Ist das nicht ein Hammer,
was Jesus von uns im Evangelium fordert? – Die Menschen lieben, die uns
hassen; die segnen, die uns verfluchen; für die beten, die uns
misshandeln; auch noch die linke Wange hinhalten, wenn uns jemand auf
die rechte schlägt?
Können wir diese
Forderungen in der Welt, in der wir leben, überhaupt ernst nehmen?
Können wir das, was Jesus verlangt zum Maßstab unseres Handelns machen?

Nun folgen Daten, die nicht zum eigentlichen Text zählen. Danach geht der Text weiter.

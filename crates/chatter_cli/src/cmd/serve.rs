use chatter_relay::AppState;
use tokio::net::TcpListener;
use tracing::info;

use crate::{
    config::{Config, Environment},
    error::Result,
};

#[derive(Debug, clap::Args)]
pub(crate) struct Serve {
    /// Port to listen on, overrides the configured port.
    #[arg(short, long)]
    port: Option<u16>,
}

impl Serve {
    pub(crate) async fn run(self, mut config: Config) -> Result<()> {
        if let Some(port) = self.port {
            config.server.port = port;
        }

        let upstream = config.upstream.client()?;
        let environment = config.server.environment;
        info!(
            agent = upstream.agent_id(),
            ?environment,
            cors_origin = %config.server.cors_origin,
            "Configuring relay."
        );

        let state = AppState::new(upstream)
            .with_user_context(config.user_context)
            .with_exposed_errors(environment != Environment::Production);
        let router = chatter_relay::router(state, &config.server.cors_origin)?;

        let listener = TcpListener::bind((config.server.address.as_str(), config.server.port)).await?;
        chatter_relay::serve(listener, router).await?;

        Ok(())
    }
}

Sind wir da nicht hoffnungslos überfordert?
Überall in unserer
Welt,
in der Politik, in der Wirtschaft, in der Gesellschaft, auch im
menschlichen Zusammenleben gelten ganz andere Grundsätze. Da lautet die
Devise: Wie du mir, so ich dir! Da lautet das Schema: Gleiches mit
Gleichem. Rache ist süß. Dem zahl` ich’s heim!
Man kann sich doch nicht
alles gefallen lassen? Man kann doch nicht alles mit sich machen lassen?
Man kann doch nicht immer nachgeben, alle Hiebe einstecken, alle
Beleidigungen hinnehmen, alle Gehässigkeiten hinunterschlucken und alles
auf sich sitzen lassen? – Ist man sonst nicht der Dumme? Wird
Gutmütigkeit nicht ausgenützt?
Kann man so leben, wie
es Jesus hier vorschlägt?
Viele sagen: es geht
nicht. Geht es wirklich nicht? Viele fragen: wo kämen wir hin, wenn man
sich danach richten würde?
Aber, liebe
Mitchristen,
wo kommen wir hin, wenn wir nach dem Motto handeln „Wie du mir, so
ich dir?“ Wo kommen wir hin, wenn wir nur ans Heimzahlen denken?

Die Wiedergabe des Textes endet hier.